Nadia Chahed
29 Mars 2017•Mise à jour: 29 Mars 2017
AA/Abidjan/Fulbert Yao
L'Organisation internationale de défense des droits de l'Homme, Human Rights Watch (HRW), a dénoncé, mercredi, l'acquittement par la Cour d'assises d'Abidjan de l'ex-première dame de Côte d'Ivoire Simone Gbagbo jugée, depuis près de dix mois, pour "crimes contre l'Humanité".
Cet acquittement « démontre les nombreuses irrégularités qui ont entaché le procès et laisse de graves questions sans réponse concernant son rôle présumé dans les crimes brutaux perpétrés pendant la crise post-électorale de 2010-2011 », estime l'ONG dans un communiqué publié mercredi et dont Anadolu a reçu copie.
HRW note, en outre, que « l’enquête peu approfondie et les preuves ténues présentées lors de son procès soulignent l’importance de l’affaire en cours contre Simone Gbagbo à la CPI pour des crimes similaires. ».
Le juge Kouadjo Boiqui, président de la Cour d'assises d'Abidjan, avait déclaré, mardi soir, « Simone Gbagbo non coupable des crimes qui lui sont reprochés » et prononcé son acquittement, ordonnant sa remise immédiatement en liberté "si elle n'est retenue pour d'autres causes".
Simone Gbagbo reste cependant en prison, car condamnée, lors d'un premier procès le 10 mars 2015, à 20 ans de prison et dix ans de privation de ses droits civiques pour « attentat à l’autorité de l’Etat, participation à un mouvement insurrectionnel et trouble à l’ordre public », durant la crise post-électorale de 2010-2011.

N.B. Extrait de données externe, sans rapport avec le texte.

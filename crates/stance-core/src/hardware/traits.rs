//! Hardware abstraction traits
//!
//! The balance controller talks to the platform through two seams: a leg
//! actuator (motor bus) and an attitude sensor (IMU). Real drivers for the
//! CAN bus and the compiled IMU module live outside this crate; tests and
//! the control-surface shell use the mocks in [`super::mock`].

use parking_lot::Mutex;
use serde::{Deserialize, Serialize};
use std::sync::Arc;

use crate::Result;

/// One attitude reading: orientation angles plus angular rates
///
/// Angles are in degrees, rates in degrees per second, both in
/// (roll, pitch, yaw) order. Samples are plain values; a reading is never
/// updated in place.
#[derive(Debug, Clone, Copy, PartialEq, Default, Serialize, Deserialize)]
pub struct AttitudeSample {
    /// Roll, pitch, yaw angles (degrees)
    pub rpy: [f64; 3],
    /// Angular rates around roll, pitch, yaw (degrees/s)
    pub gyro: [f64; 3],
}

impl AttitudeSample {
    /// A perfectly level, motionless reading
    pub const LEVEL: Self = Self {
        rpy: [0.0; 3],
        gyro: [0.0; 3],
    };

    /// Construct from angles only, with zero rates
    pub fn from_angles(roll: f64, pitch: f64, yaw: f64) -> Self {
        Self {
            rpy: [roll, pitch, yaw],
            gyro: [0.0; 3],
        }
    }

    /// Set the angular rates, (roll, pitch, yaw) order
    pub fn with_gyro(mut self, roll_rate: f64, pitch_rate: f64, yaw_rate: f64) -> Self {
        self.gyro = [roll_rate, pitch_rate, yaw_rate];
        self
    }

    /// Get the roll angle in degrees
    pub fn roll(&self) -> f64 {
        self.rpy[0]
    }

    /// Get the pitch angle in degrees
    pub fn pitch(&self) -> f64 {
        self.rpy[1]
    }

    /// Get the yaw angle in degrees
    pub fn yaw(&self) -> f64 {
        self.rpy[2]
    }
}

/// Trait for the leg/wheel motor bus
///
/// Leg positions are signed according to the platform mounting convention
/// (see [`super::LEG_SIGNS`]); callers apply the sign before dispatch.
/// Implementations own the wire protocol and report failures as
/// [`crate::Error::Hardware`].
pub trait LegActuator: Send {
    /// Power on all leg and wheel motors
    fn enable(&mut self) -> Result<()>;

    /// Power off all leg and wheel motors
    fn disable(&mut self) -> Result<()>;

    /// Command one leg to a signed position with a velocity scale
    fn set_leg_position(&mut self, leg: usize, position: f64, velocity_scale: f64) -> Result<()>;

    /// Command one wheel to a signed velocity
    fn set_wheel_velocity(&mut self, leg: usize, velocity: f64) -> Result<()>;

    /// Read the present torque of one leg motor, if the bus reports it
    fn read_torque(&mut self, leg: usize) -> Result<Option<f64>>;

    /// Release the bus; the actuator is unusable afterwards
    fn close(&mut self) -> Result<()>;
}

/// Trait for the inertial attitude source
pub trait AttitudeSensor: Send {
    /// Begin streaming attitude data
    fn start(&mut self) -> Result<()>;

    /// Read the most recent attitude sample
    fn sample(&mut self) -> Result<AttitudeSample>;

    /// Stop streaming
    fn stop(&mut self) -> Result<()>;
}

/// Presence of an optional hardware device
///
/// Disconnected is a legitimate long-lived state, not an error: the robot
/// runs with whatever subset of hardware came up, and operations on a
/// missing device succeed as no-ops.
#[derive(Debug, Default)]
pub enum Connection<T> {
    /// Device attached and usable
    Connected(T),
    /// Device absent; operations degrade to no-ops
    #[default]
    Disconnected,
}

impl<T> Connection<T> {
    /// Whether a device is attached
    pub fn is_connected(&self) -> bool {
        matches!(self, Connection::Connected(_))
    }

    /// Borrow the device, if attached
    pub fn as_ref(&self) -> Option<&T> {
        match self {
            Connection::Connected(t) => Some(t),
            Connection::Disconnected => None,
        }
    }

    /// Mutably borrow the device, if attached
    pub fn as_mut(&mut self) -> Option<&mut T> {
        match self {
            Connection::Connected(t) => Some(t),
            Connection::Disconnected => None,
        }
    }

    /// Detach, returning the device if one was attached
    pub fn take(&mut self) -> Option<T> {
        match std::mem::take(self) {
            Connection::Connected(t) => Some(t),
            Connection::Disconnected => None,
        }
    }
}

/// Shared handle to the (possibly absent) leg actuator
pub type SharedActuator = Arc<Mutex<Connection<Box<dyn LegActuator>>>>;

/// Shared handle to the (possibly absent) attitude sensor
pub type SharedSensor = Arc<Mutex<Connection<Box<dyn AttitudeSensor>>>>;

Simone Gbagbo a été arrêtée depuis le 11 avril 2011, en même temps que son époux, Laurent Gbagbo,au lendemain de la crise post-électorale de 2010-2011, qui avait fait plus de 3 000 morts.
Elle a aussi été inculpée par la CPI pour crimes contre l’humanité, mais les autorités ivoiriennes ont refusé de la transférer à la CPI.